BEGIN

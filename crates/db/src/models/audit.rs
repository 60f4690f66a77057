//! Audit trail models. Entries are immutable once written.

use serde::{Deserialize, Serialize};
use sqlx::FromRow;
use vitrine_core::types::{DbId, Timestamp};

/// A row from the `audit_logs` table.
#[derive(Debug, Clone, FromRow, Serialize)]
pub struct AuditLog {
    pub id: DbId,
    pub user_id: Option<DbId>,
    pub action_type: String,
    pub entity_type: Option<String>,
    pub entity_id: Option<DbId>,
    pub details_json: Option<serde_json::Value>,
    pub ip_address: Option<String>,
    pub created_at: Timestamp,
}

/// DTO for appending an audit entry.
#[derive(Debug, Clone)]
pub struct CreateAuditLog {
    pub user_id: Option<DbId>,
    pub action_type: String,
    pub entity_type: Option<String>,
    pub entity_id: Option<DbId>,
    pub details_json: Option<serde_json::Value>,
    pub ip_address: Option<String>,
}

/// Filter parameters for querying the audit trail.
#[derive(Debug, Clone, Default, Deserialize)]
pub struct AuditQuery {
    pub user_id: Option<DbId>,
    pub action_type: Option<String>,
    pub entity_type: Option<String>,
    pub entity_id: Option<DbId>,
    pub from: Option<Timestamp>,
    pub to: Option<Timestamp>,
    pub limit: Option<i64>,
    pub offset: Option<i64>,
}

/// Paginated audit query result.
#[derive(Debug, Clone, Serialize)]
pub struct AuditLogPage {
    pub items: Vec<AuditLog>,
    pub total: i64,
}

END

Restate each entry above word for word.

Written solution
filename crates/db/src/models/audit.rs
repository 60f4690f66a77057
//! Audit trail models. Entries are immutable once written.

use serde::{Deserialize, Serialize};
use sqlx::FromRow;
use vitrine_core::types::{DbId, Timestamp};

/// A row from the `audit_logs` table.
#[derive(Debug, Clone, FromRow, Serialize)]
pub struct AuditLog {
    pub id: DbId,
    pub user_id: Option<DbId>,
    pub action_type: String,
    pub entity_type: Option<String>,
    pub entity_id: Option<DbId>,
    pub details_json: Option<serde_json::Value>,
    pub ip_address: Option<String>,
    pub created_at: Timestamp,
}

/// DTO for appending an audit entry.
#[derive(Debug, Clone)]
pub struct CreateAuditLog {
    pub user_id: Option<DbId>,
    pub action_type: String,
    pub entity_type: Option<String>,
    pub entity_id: Option<DbId>,
    pub details_json: Option<serde_json::Value>,
    pub ip_address: Option<String>,
}

/// Filter parameters for querying the audit trail.
#[derive(Debug, Clone, Default, Deserialize)]
pub struct AuditQuery {
    pub user_id: Option<DbId>,
    pub action_type: Option<String>,
    pub entity_type: Option<String>,
    pub entity_id: Option<DbId>,
    pub from: Option<Timestamp>,
    pub to: Option<Timestamp>,
    pub limit: Option<i64>,
    pub offset: Option<i64>,
}

/// Paginated audit query result.
#[derive(Debug, Clone, Serialize)]
pub struct AuditLogPage {
    pub items: Vec<AuditLog>,
    pub total: i64,
}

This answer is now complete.